Delivery of acid sphingomyelinase in normal and Niemann-Pick disease mice using intercellular adhesion molecule-1-targeted polymer nanocarriers

Type B Niemann-Pick disease ( NPD) is a multiorgan system disorder caused by a genetic deficiency of acid sphingomyelinase ( ASM), for which lung is an important and challenging therapeutic target. In this study, we designed and evaluated new delivery vehicles for enzyme replacement therapy of type B NPD, consisting of polystyrene and poly( lactic-coglycolic) acid polymer nanocarriers targeted to intercellular adhesion molecule ( ICAM)-1, an endothelial surface protein up-regulated in many pathologies, including type B NPD. Real-time vascular imaging using intravital microscopy and postmortem imaging of mouse organs showed rapid, uniform, and efficient binding of fluorescently labeled ICAM-1-targeted ASM nanocarriers ( anti-ICAM/ASM nanocarriers) to endothelium after i.v. injection in mice.
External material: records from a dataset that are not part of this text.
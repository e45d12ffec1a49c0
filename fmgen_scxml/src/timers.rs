//! Periodic timers and the global timer automaton driving them.
//!
//! Time advances in discrete steps: the global timer increments its clock `t`
//! by the GCD of the timer periods, then waits for every timer that is due
//! to be served (through the timer's rate event) before ticking again.

use fmgen_core::{
    Assignment, Automaton, AutomatonError, Destination, Edge, Expression, OpTag, Type, Variable,
};
use log::debug;
use thiserror::Error;

/// Prefix of the rate events of timers.
pub const TIMER_PREFIX: &str = "ros_time_rate.";
/// Name of the global timer automaton.
pub const GLOBAL_TIMER: &str = "global_timer";
/// Action advancing the global clock.
pub const GLOBAL_TIMER_TICK: &str = "global_timer_tick";
/// Action of the event automata's self-loops synchronized with the global tick.
pub const GLOBAL_TIMER_ENABLE: &str = "global_timer_enable";

const LOCATION: &str = "loc";
const CLOCK: &str = "t";

/// Errors in configuring timers.
#[derive(Debug, Clone, PartialEq, Error)]
pub enum TimerError {
    /// The rate is not a positive number.
    #[error("timer '{timer}' has invalid rate {rate}")]
    InvalidRate {
        /// The timer.
        timer: String,
        /// Its rate.
        rate: f64,
    },
    /// The period cannot be expressed as an integer in any time unit.
    #[error("period of timer '{timer}' (rate {rate} Hz) cannot be expressed as an integer")]
    Period {
        /// The timer.
        timer: String,
        /// Its rate.
        rate: f64,
    },
    /// The max time cannot be expressed exactly in the timer's time unit.
    #[error("max time {max_time_ns}ns cannot be converted to {unit:?}")]
    MaxTime {
        /// The max time in nanoseconds.
        max_time_ns: u64,
        /// The time unit of the global timer.
        unit: TimeUnit,
    },
    /// Time values do not fit the model's integers.
    #[error("time values of timer '{0}' overflow")]
    Overflow(String),
    /// No timer to drive.
    #[error("global timer requires at least one timer")]
    NoTimers,
    /// Error building the automaton.
    #[error(transparent)]
    Automaton(#[from] AutomatonError),
}

/// Units of time, from coarsest to finest.
#[derive(Debug, Clone, Copy, PartialEq, Eq, PartialOrd, Ord)]
pub enum TimeUnit {
    /// Seconds.
    S,
    /// Milliseconds.
    Ms,
    /// Microseconds.
    Us,
    /// Nanoseconds.
    Ns,
}

impl TimeUnit {
    const ALL: [TimeUnit; 4] = [TimeUnit::S, TimeUnit::Ms, TimeUnit::Us, TimeUnit::Ns];

    // Units per second, as a power of 1000.
    fn exponent(self) -> u32 {
        match self {
            TimeUnit::S => 0,
            TimeUnit::Ms => 1,
            TimeUnit::Us => 2,
            TimeUnit::Ns => 3,
        }
    }

    /// Converts `value` from `from` units to `self` units,
    /// if the conversion is exact.
    pub fn convert(self, value: u64, from: TimeUnit) -> Option<u64> {
        if self >= from {
            value.checked_mul(1000u64.pow(self.exponent() - from.exponent()))
        } else {
            let factor = 1000u64.pow(from.exponent() - self.exponent());
            (value % factor == 0).then_some(value / factor)
        }
    }
}

/// A periodic timer.
#[derive(Debug, Clone, PartialEq)]
pub struct Timer {
    /// Name of the timer.
    pub name: String,
    /// Rate, in Hz.
    pub rate: f64,
}

impl Timer {
    /// Creates a new timer.
    pub fn new(name: impl Into<String>, rate: f64) -> Self {
        Self {
            name: name.into(),
            rate,
        }
    }

    /// The event the timer fires at every period.
    pub fn rate_event(&self) -> String {
        format!("{TIMER_PREFIX}{}", self.name)
    }

    /// The period as an integer in the coarsest unit representing it exactly,
    /// or the first unit where it exceeds 100 (truncating the rest).
    ///
    /// ```
    /// # use fmgen_scxml::{Timer, TimeUnit};
    /// assert_eq!(Timer::new("a", 1.0).period(), Ok((1, TimeUnit::S)));
    /// assert_eq!(Timer::new("b", 4.0).period(), Ok((250, TimeUnit::Ms)));
    /// assert_eq!(Timer::new("c", 3.0).period(), Ok((333, TimeUnit::Ms)));
    /// ```
    pub fn period(&self) -> Result<(u64, TimeUnit), TimerError> {
        if !(self.rate.is_finite() && self.rate > 0.) {
            return Err(TimerError::InvalidRate {
                timer: self.name.clone(),
                rate: self.rate,
            });
        }
        for unit in TimeUnit::ALL {
            let period = f64::from(1000u32.pow(unit.exponent())) / self.rate;
            let int_period = period.floor();
            if int_period == period || int_period > 100. {
                return Ok((int_period as u64, unit));
            }
        }
        Err(TimerError::Period {
            timer: self.name.clone(),
            rate: self.rate,
        })
    }
}

fn gcd(mut a: u64, mut b: u64) -> u64 {
    while b != 0 {
        (a, b) = (b, a % b);
    }
    a
}

fn int(value: u64, timer: &str) -> Result<Expression, TimerError> {
    i64::try_from(value)
        .map(Expression::from)
        .map_err(|_| TimerError::Overflow(timer.to_owned()))
}

/// Builds the global timer automaton driving the given timers up to `max_time_ns`.
pub fn global_timer_automaton(timers: &[Timer], max_time_ns: u64) -> Result<Automaton, TimerError> {
    let periods = timers
        .iter()
        .map(Timer::period)
        .collect::<Result<Vec<_>, _>>()?;
    let unit = periods
        .iter()
        .map(|(_, unit)| *unit)
        .max()
        .ok_or(TimerError::NoTimers)?;
    let mut periods_in_unit = Vec::with_capacity(timers.len());
    for (timer, (period, from)) in timers.iter().zip(&periods) {
        let period = unit
            .convert(*period, *from)
            .ok_or_else(|| TimerError::Overflow(timer.name.clone()))?;
        periods_in_unit.push(period);
    }
    let step = periods_in_unit.iter().copied().fold(0, gcd);
    let max_time = unit
        .convert(max_time_ns, TimeUnit::Ns)
        .ok_or(TimerError::MaxTime { max_time_ns, unit })?;
    debug!("global timer: step {step} {unit:?}, max time {max_time} {unit:?}");

    let mut automaton = Automaton::new(GLOBAL_TIMER);
    automaton.add_location(LOCATION);
    automaton.make_initial(LOCATION)?;
    automaton.add_variable(Variable::new(CLOCK, Type::Int, Some(0i64.into()), false))?;
    let clock = Expression::identifier(CLOCK);

    let mut guard = Expression::binary(OpTag::Less, clock.clone(), int(max_time, GLOBAL_TIMER)?);
    let mut tick = Destination::new(LOCATION).with_assignment(Assignment::new(
        CLOCK,
        Expression::binary(OpTag::Add, clock.clone(), int(step, GLOBAL_TIMER)?),
        0,
    ));
    for (idx, (timer, period)) in timers.iter().zip(periods_in_unit).enumerate() {
        let needed = format!("{}_needed", timer.name);
        automaton.add_variable(Variable::new(
            needed.as_str(),
            Type::Bool,
            Some(true.into()),
            false,
        ))?;
        guard = guard.and(!Expression::identifier(needed.as_str()));
        let due = Expression::binary(
            OpTag::Equal,
            Expression::binary(OpTag::Mod, clock.clone(), int(period, &timer.name)?),
            0i64.into(),
        );
        let index = u32::try_from(idx + 1).map_err(|_| TimerError::Overflow(timer.name.clone()))?;
        tick = tick.with_assignment(Assignment::new(needed, due, index));
    }
    automaton.add_edge(
        Edge::new(LOCATION, tick)
            .with_action(GLOBAL_TIMER_TICK)
            .with_guard(guard),
    )?;

    for timer in timers {
        let needed = format!("{}_needed", timer.name);
        automaton.add_edge(
            Edge::new(
                LOCATION,
                Destination::new(LOCATION)
                    .with_assignment(Assignment::new(needed.as_str(), false.into(), 0)),
            )
            .with_action(format!("{}_on_receive", timer.rate_event()))
            .with_guard(Expression::identifier(needed)),
        )?;
    }
    Ok(automaton)
}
Fluorescence microscopy of lung alveoli actin, tissue histology, and I-125- albumin blood-to-lung transport showed that antiICAM nanocarriers cause neither detectable lung injury, nor abnormal vascular permeability in animals. Radioisotope tracing showed rapid disappearance from the circulation and enhanced accumulation of anti-ICAM/I-125-ASM nanocarriers over the nontargeted naked enzyme in kidney, heart, liver, spleen, and primarily lung, both in wild-type and ASM knockout mice. These data demonstrate that ICAM-1-targeted nanocarriers may enhance enzyme replacement therapy for type B NPD and perhaps other lysosomal storage disorders.